Le « gerrymandering » : quand les Américains choisissent leurs électeurs pour gagner
Radio-Canada
TEXAS, États-Unis - Au Canada, il y a des commissions indépendantes qui travaillent au redécoupage des cartes électorales pour mieux refléter l'évolution démographique. Mais aux États-Unis, ce sont ceux qui détiennent le pouvoir qui choisissent de réaménager de façon partisane les limites territoriales des comtés… pour gagner à coup sûr.
Il y a un peu plus d’un an, Candace Valenzuela échouait de peu à remporter un siège dans le 24e district du Texas. Battue par la candidate républicaine, cette démocrate aux origines latino-américaines et afro-américaines ne s’est d'abord pas découragée, mais lorsqu’elle a appris qu’elle ne pourrait se représenter aux élections de 2024 dans son comté, elle s’est sentie ciblée par les républicains. J’ai demandé à une des républicaines s’ils avaient fait exprès de mettre ma résidence dans un autre comté et elle m’a dit oui, c’était presque ridicule que je pose la question.
Le cynisme en politique est omniprésent au Texas, un État où les républicains règnent sans partage à presque tous les niveaux de pouvoir. « Dans ce district, explique Candace Valenzuela, ils ciblent les personnes de couleurs et les mettent dans des comtés déjà démocrates ou dans des comtés plus ruraux, donc plus conservateurs, pour diluer leur vote. »
Tous les dix ans, après chaque recensement, le parti au pouvoir dans l‘État du Texas, donc généralement le Parti républicain, peut redessiner les cartes électorales pour que chaque district compte à peu près le même nombre de résidents. Mais pour s’assurer d'avoir une super majorité lors des élections suivantes, ils tracent presque au scalpel politique les limites de ces districts afin de répartir selon leurs besoins les votes dont ils ont besoin.
C’est ce qu’on appelle le « gerrymandering ». Ce charcutage électoral ne date pas d’hier. Il faut remonter à 1811, lorsque le gouverneur du Massachusetts Elbridge Garry avait été accusé à l’époque d’avoir redessiné sa circonscription afin de garantir le succès de son parti aux élections. Et ce découpage électoral avait la forme d’une salamandre.
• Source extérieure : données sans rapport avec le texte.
//! Chart-ready projection of an analysis result

use chrono::{DateTime, Utc};
use serde::Serialize;
use std::collections::BTreeMap;

use crate::models::SeasonalTrends;
use crate::personas::PersonaId;
use crate::pipeline::AnalysisResult;

/// Parallel series in ascending persona id order
#[derive(Debug, Clone, Serialize, PartialEq)]
pub struct MarketSeries {
    pub persona_names: Vec<String>,
    pub market_values: Vec<u64>,
    pub populations: Vec<u64>,
    pub effectiveness: Vec<f64>,
}

/// Parallel series in catalogue order
#[derive(Debug, Clone, Serialize, PartialEq)]
pub struct OpportunitySeries {
    pub opportunity_types: Vec<String>,
    pub market_sizes: Vec<u64>,
    pub roi_ranges: Vec<String>,
    pub investment_levels: Vec<String>,
}

#[derive(Debug, Clone, Serialize, PartialEq)]
pub struct PersonaSeasonality {
    pub persona_name: String,
    pub trends: SeasonalTrends,
}

#[derive(Debug, Clone, Serialize, PartialEq)]
pub struct VisualizationData {
    pub market_analysis: MarketSeries,
    pub opportunity_analysis: OpportunitySeries,
    /// Keyed by id; persona names repeat once clusters outnumber templates
    pub seasonal_trends: BTreeMap<PersonaId, PersonaSeasonality>,
    pub generated_at: DateTime<Utc>,
}

pub fn create_advanced_visualizations(result: &AnalysisResult) -> VisualizationData {
    let personas = result.personas.values();

    let market_analysis = MarketSeries {
        persona_names: personas.clone().map(|p| p.persona_name.clone()).collect(),
        market_values: personas.clone().map(|p| p.market_value).collect(),
        populations: personas.clone().map(|p| p.estimated_population).collect(),
        effectiveness: personas.map(|p| p.targeting_effectiveness).collect(),
    };

    let opportunities = &result.opportunities;
    let opportunity_analysis = OpportunitySeries {
        opportunity_types: opportunities.iter().map(|o| o.opportunity_type.clone()).collect(),
        market_sizes: opportunities.iter().map(|o| o.estimated_market_size).collect(),
        roi_ranges: opportunities.iter().map(|o| o.expected_roi.clone()).collect(),
        investment_levels: opportunities.iter().map(|o| o.investment_level.clone()).collect(),
    };

    let seasonal_trends = result
        .personas
        .iter()
        .map(|(&id, p)| {
            (
                id,
                PersonaSeasonality {
                    persona_name: p.persona_name.clone(),
                    trends: p.seasonal_trends,
                },
            )
        })
        .collect();

    VisualizationData {
        market_analysis,
        opportunity_analysis,
        seasonal_trends,
        generated_at: result.data_summary.analysis_date,
    }
}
Il suffisait de créer un mot-valise avec Garry, qui est devenu Gerry, et y on ajoute un morceau du mot salamandre en anglais (salamander). On obtient alors le gerrymandering.
C’est une façon de faire très populaire au Texas, mais aussi en Ohio, en Floride et en Georgie, qui sont des territoires administrés par des républicains. Les démocrates ne sont cependant pas en reste notamment dans l’État de New York, mais aussi en Illinois, où ils règnent en maîtres du gerrymandering.
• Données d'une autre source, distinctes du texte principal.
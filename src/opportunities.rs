//! Business opportunity catalogue
//!
//! Entries are hand-authored and keyed to persona names. They do not read
//! the derived personas' numbers and do not depend on the seed.

use serde::Serialize;

#[derive(Debug, Clone, Serialize, PartialEq)]
pub struct Opportunity {
    pub opportunity_type: String,
    pub description: String,
    pub target_segments: Vec<String>,
    pub estimated_market_size: u64,
    pub investment_level: String,
    pub expected_roi: String,
    pub implementation_timeline: String,
    pub key_metrics: Vec<String>,
}

impl Opportunity {
    pub fn targets(&self, persona_name: &str) -> bool {
        self.target_segments.iter().any(|s| s == persona_name)
    }
}

struct OpportunityDef {
    opportunity_type: &'static str,
    description: &'static str,
    target_segments: &'static [&'static str],
    estimated_market_size: u64,
    investment_level: &'static str,
    expected_roi: &'static str,
    implementation_timeline: &'static str,
    key_metrics: &'static [&'static str],
}

const CATALOGUE: [OpportunityDef; 5] = [
    OpportunityDef {
        opportunity_type: "Premium Commuter Services",
        description: "Develop premium service tier for high-frequency commuters with guaranteed bike availability and priority access.",
        target_segments: &["Urban Commuter Pro"],
        estimated_market_size: 350_000,
        investment_level: "Medium",
        expected_roi: "25-35%",
        implementation_timeline: "6-9 months",
        key_metrics: &["Customer lifetime value", "Premium conversion rate", "Churn reduction"],
    },
    OpportunityDef {
        opportunity_type: "Weekend Recreation Packages",
        description: "Create weekend-focused packages with scenic routes, fitness tracking, and group coordination features.",
        target_segments: &["Weekend Explorer"],
        estimated_market_size: 180_000,
        investment_level: "Low",
        expected_roi: "15-25%",
        implementation_timeline: "3-6 months",
        key_metrics: &["Weekend usage growth", "Package adoption rate", "User engagement"],
    },
    OpportunityDef {
        opportunity_type: "Smart Technology Integration",
        description: "Advanced IoT features, predictive analytics, and smart city integration for tech-savvy users.",
        target_segments: &["Tech Innovator"],
        estimated_market_size: 220_000,
        investment_level: "High",
        expected_roi: "30-45%",
        implementation_timeline: "9-12 months",
        key_metrics: &["Feature adoption", "API usage", "Tech partnership value"],
    },
    OpportunityDef {
        opportunity_type: "Value-Focused Membership",
        description: "Affordable membership tiers with transparent pricing and value-added benefits for budget-conscious users.",
        target_segments: &["Budget Conscious"],
        estimated_market_size: 280_000,
        investment_level: "Low",
        expected_roi: "20-30%",
        implementation_timeline: "4-8 months",
        key_metrics: &["Price sensitivity analysis", "Conversion rate", "Customer acquisition cost"],
    },
    OpportunityDef {
        opportunity_type: "Corporate Partnership Program",
        description: "B2B partnerships with employers for employee transportation benefits and corporate sustainability programs.",
        target_segments: &["Urban Commuter Pro", "Tech Innovator"],
        estimated_market_size: 450_000,
        investment_level: "Medium",
        expected_roi: "35-50%",
        implementation_timeline: "6-12 months",
        key_metrics: &["Corporate contracts", "Employee adoption", "B2B revenue growth"],
    },
];

/// Build the opportunity list fresh for a run
pub fn identify_opportunities() -> Vec<Opportunity> {
    CATALOGUE
        .iter()
        .map(|def| Opportunity {
            opportunity_type: def.opportunity_type.to_string(),
            description: def.description.to_string(),
            target_segments: def.target_segments.iter().map(|s| s.to_string()).collect(),
            estimated_market_size: def.estimated_market_size,
            investment_level: def.investment_level.to_string(),
            expected_roi: def.expected_roi.to_string(),
            implementation_timeline: def.implementation_timeline.to_string(),
            key_metrics: def.key_metrics.iter().map(|s| s.to_string()).collect(),
        })
        .collect()
}

/// Opportunities that list `persona_name` among their target segments
pub fn opportunities_for<'a>(
    opportunities: &'a [Opportunity],
    persona_name: &str,
) -> Vec<&'a Opportunity> {
    opportunities.iter().filter(|o| o.targets(persona_name)).collect()
}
Dans le cas de Candace Valenzuela, son district est passé d’une population de 42 % à 62 % de personnes blanches. Alors que Biden y était en avance par 5 points, les républicains devraient gagner par 12 points, selon les estimations. Le tout à cause du gerrymandering des républicains.
En 2021, une vingtaine d’États, surtout républicains, ont procédé à des redécoupages de cartes électorales. Et ce sont les républicains qui, au bout du compte, devraient en sortir renforcés lors des prochaines élections.
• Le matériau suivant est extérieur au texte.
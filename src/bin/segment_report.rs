//! Regional Segmentation Report
//! Clusters regions by mobility and spending and prints the derived personas
//!
//! Run: ./target/release/segment_report [section] [OPTIONS]
//! Sections: all, segments, personas, opportunities, forecast, intelligence

use anyhow::{bail, Context, Result};
use clap::Parser;
use mobility_segments::intelligence::format_thousands;
use mobility_segments::models::Season;
use mobility_segments::opportunities::opportunities_for;
use mobility_segments::regions::get_region_short;
use mobility_segments::{
    create_advanced_visualizations, run_analysis, AnalysisResult, PipelineConfig,
};
use std::path::PathBuf;
use tracing::info;

#[derive(Parser, Debug)]
#[command(name = "segment_report")]
#[command(about = "Segment regions into mobility personas and report on them")]
struct Args {
    /// Report section to print
    #[arg(default_value = "all")]
    section: String,

    /// JSON config file; flags below override its values
    #[arg(long)]
    config: Option<PathBuf>,

    #[arg(long)]
    seed: Option<u64>,

    /// Number of clusters
    #[arg(long)]
    clusters: Option<usize>,

    #[arg(long)]
    max_iters: Option<usize>,

    #[arg(long)]
    tolerance: Option<f64>,

    /// Comma-separated region FIPS codes
    #[arg(long, value_delimiter = ',')]
    regions: Option<Vec<String>>,

    /// Print the full analysis result as JSON instead of the report
    #[arg(long)]
    json: bool,

    /// Print the chart-ready visualization data as JSON
    #[arg(long, conflicts_with = "json")]
    viz: bool,
}

fn load_config(args: &Args) -> Result<PipelineConfig> {
    let mut config = match &args.config {
        Some(path) => PipelineConfig::from_json_file(path)
            .with_context(|| format!("loading config from {:?}", path))?,
        None => PipelineConfig::default(),
    };

    if let Some(seed) = args.seed {
        config.seed = seed;
    }
    if let Some(k) = args.clusters {
        config.n_clusters = k;
    }
    if let Some(max_iters) = args.max_iters {
        config.max_iterations = max_iters;
    }
    if let Some(tolerance) = args.tolerance {
        config.tolerance = tolerance;
    }
    if let Some(regions) = &args.regions {
        config.region_codes = regions.clone();
    }
    Ok(config)
}

fn print_section_header(title: &str) {
    println!("\n{}", "═".repeat(90));
    println!("  {}", title);
    println!("{}\n", "═".repeat(90));
}

fn print_subsection(title: &str) {
    println!("\n{}", title);
    println!("{}", "─".repeat(80));
}

fn main() -> Result<()> {
    tracing_subscriber::fmt()
        .with_env_filter(
            tracing_subscriber::EnvFilter::try_from_default_env()
                .unwrap_or_else(|_| tracing_subscriber::EnvFilter::new("info")),
        )
        .with_writer(std::io::stderr)
        .init();

    let args = Args::parse();
    let config = load_config(&args)?;
    info!("Running analysis with {:?}", config);

    let result = run_analysis(&config).context("segmentation analysis failed")?;

    if args.json {
        println!("{}", serde_json::to_string_pretty(&result)?);
        return Ok(());
    }
    if args.viz {
        let viz = create_advanced_visualizations(&result);
        println!("{}", serde_json::to_string_pretty(&viz)?);
        return Ok(());
    }

    println!("\n{}", "█".repeat(90));
    println!("{}  REGIONAL SEGMENTATION REPORT  {}", "█".repeat(28), "█".repeat(29));
    println!("{}  Mobility & Spending Personas  {}", "█".repeat(28), "█".repeat(29));
    println!("{}\n", "█".repeat(90));

    match args.section.as_str() {
        "all" => {
            print_segments(&result);
            print_personas(&result);
            print_opportunities(&result);
            print_forecast(&result);
            print_intelligence(&result);
        }
        "segments" => print_segments(&result),
        "personas" => print_personas(&result),
        "opportunities" => print_opportunities(&result),
        "forecast" => print_forecast(&result),
        "intelligence" => print_intelligence(&result),
        other => bail!(
            "unknown section: {} (available: all, segments, personas, opportunities, \
             forecast, intelligence)",
            other
        ),
    }

    println!("\n{}", "█".repeat(90));
    Ok(())
}

fn print_segments(result: &AnalysisResult) {
    let seg = &result.segmentation_results;
    print_section_header("SEGMENTS");

    println!(
        "Algorithm: {} | k = {} | Silhouette: {:.3} | Inertia: {:.3}",
        seg.algorithm, seg.n_clusters, seg.silhouette_score, seg.inertia
    );

    print_subsection("Clusters");
    println!(
        "  {:8} {:>5} {:>10} {:>8} {:>9} {:>12}  {:10} {:10} {:10}",
        "Cluster",
        "Size",
        "Trips",
        "Member",
        "Duration",
        "Restaurants",
        "Mobility",
        "Engagement",
        "Dining"
    );
    println!("  {}", "─".repeat(88));
    for profile in &seg.cluster_profiles {
        println!(
            "  {:8} {:>5} {:>10.0} {:>7.1}% {:>8.1}m {:>12.0}  {:10} {:10} {:10}",
            profile.cluster_id,
            profile.size,
            profile.avg_trips(),
            profile.avg_member_ratio() * 100.0,
            profile.avg_duration(),
            profile.avg_restaurant_spending(),
            profile.characteristics.mobility_level,
            profile.characteristics.engagement,
            profile.characteristics.dining_preference
        );
        let names: Vec<String> = profile.regions.iter().map(|c| get_region_short(c)).collect();
        println!("           regions: {}", names.join(", "));
    }

    print_subsection("Feature Importance");
    let mut weights = seg.feature_importance.clone();
    weights.sort_by(|a, b| b.weight.total_cmp(&a.weight));
    for w in &weights {
        let bar = "▇".repeat((w.weight * 20.0) as usize);
        println!("  {:22} {:>6.3}  {}", w.feature.name(), w.weight, bar);
    }
}

fn print_personas(result: &AnalysisResult) {
    print_section_header("PERSONAS");

    for (id, persona) in &result.personas {
        println!(
            "👤 {} [{}] - {} (cluster {})",
            persona.persona_name, id, persona.persona_type, persona.cluster_id
        );
        println!("   {}", persona.description);
        println!(
            "   Population: {} | Market value: ${} | Targeting effectiveness: {:.1}%",
            format_thousands(persona.estimated_population),
            format_thousands(persona.market_value),
            persona.targeting_effectiveness * 100.0
        );
        println!(
            "   Mobility: {} trips, {:.1}% members, {:.1} min avg ({} usage)",
            format_thousands(persona.mobility_profile.avg_trips),
            persona.mobility_profile.member_ratio * 100.0,
            persona.mobility_profile.avg_duration,
            persona.mobility_profile.usage_intensity
        );
        if let Some(demo) = &persona.demographic_profile {
            println!(
                "   Demographics: ${:.0} median income, {:.1}% college, {:.1}% aged 18-34",
                demo.median_income,
                demo.college_educated_pct * 100.0,
                demo.age_18_34_pct * 100.0
            );
        }
        let seasonal: Vec<String> = Season::ALL
            .iter()
            .map(|s| format!("{:?} {:.2}", s, persona.seasonal_trends.get(*s)))
            .collect();
        println!("   Seasonal: {}", seasonal.join(" | "));
        println!("   Channels: {}", persona.preferred_channels.join(", "));

        let matched = opportunities_for(&result.opportunities, &persona.persona_name);
        if !matched.is_empty() {
            let types: Vec<&str> = matched.iter().map(|o| o.opportunity_type.as_str()).collect();
            println!("   Opportunities: {}", types.join(", "));
        }
        println!();
    }
}

fn print_opportunities(result: &AnalysisResult) {
    print_section_header("OPPORTUNITIES");

    println!(
        "  {:32} {:>12} {:>10} {:>8} {:>12}",
        "Opportunity", "Market", "ROI", "Invest", "Timeline"
    );
    println!("  {}", "─".repeat(78));
    for opp in &result.opportunities {
        println!(
            "  {:32} {:>12} {:>10} {:>8} {:>12}",
            opp.opportunity_type,
            format!("${}", format_thousands(opp.estimated_market_size)),
            opp.expected_roi,
            opp.investment_level,
            opp.implementation_timeline
        );
    }
}

fn print_forecast(result: &AnalysisResult) {
    let forecast = &result.predictive_analytics;
    print_section_header("FORECAST");

    let next = &forecast.demand_forecast.next_quarter;
    println!(
        "Next quarter growth: {} (peak: {})",
        next.expected_growth,
        next.peak_months.join(", ")
    );
    println!("Drivers: {}", next.growth_drivers.join(", "));

    print_subsection("Seasonal Patterns");
    for (season, pattern) in &forecast.demand_forecast.seasonal_patterns {
        println!(
            "  {:8} x{:.2}  (confidence {:.0}%)",
            format!("{:?}", season),
            pattern.multiplier,
            pattern.confidence * 100.0
        );
    }

    print_subsection("Revenue Projections");
    println!("  Base:         {}", forecast.revenue_projections.base_case);
    println!("  Optimistic:   {}", forecast.revenue_projections.optimistic_case);
    println!("  Conservative: {}", forecast.revenue_projections.conservative_case);
    println!(
        "\n  Based on {} regions and {} spending categories",
        forecast.basis.regions_observed, forecast.basis.spending_categories
    );
}

fn print_intelligence(result: &AnalysisResult) {
    let intel = &result.insights;
    let overview = &intel.market_overview;
    print_section_header("MARKET INTELLIGENCE");

    println!("Total addressable market: ${}", format_thousands(overview.total_addressable_market));
    println!("Total population:         {}", format_thousands(overview.total_population));
    println!("Avg targeting:            {:.1}%", overview.average_targeting_effectiveness * 100.0);
    println!("Segments:                 {}", overview.number_of_segments);
    println!("Opportunity value:        ${}", format_thousands(overview.total_opportunity_value));

    print_subsection("Key Insights");
    for insight in &intel.key_insights {
        println!("  • {}", insight);
    }

    print_subsection("Recommendations");
    for (i, rec) in intel.strategic_recommendations.iter().enumerate() {
        println!("  {}. {}", i + 1, rec);
    }

    print_subsection("Risk Factors");
    for risk in &intel.risk_factors {
        println!("  ⚠️  {}", risk);
    }
}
C’est une grosse industrie le redécoupage de la carte électorale, beaucoup plus aux États-Unis qu’au Canada, explique Antoine Yoshinaka, professeur agrégé en sciences politiques à l’Université de l’État de New York. Historiquement, c’était le parti démocrate qui était beaucoup plus conservateur sur les enjeux raciaux. Le sud des États-Unis, pendant près d’un siècle, a été dominé par le parti démocrate. Ce n’est je dirais que depuis les 30 ou 40 dernières années que ce sont les républicains, en raison de leur coalition qui est beaucoup plus majoritairement blanche et qui utilise ce processus de gerrymandering pour tenter de minimiser l’impact que peuvent avoir les minorités raciales.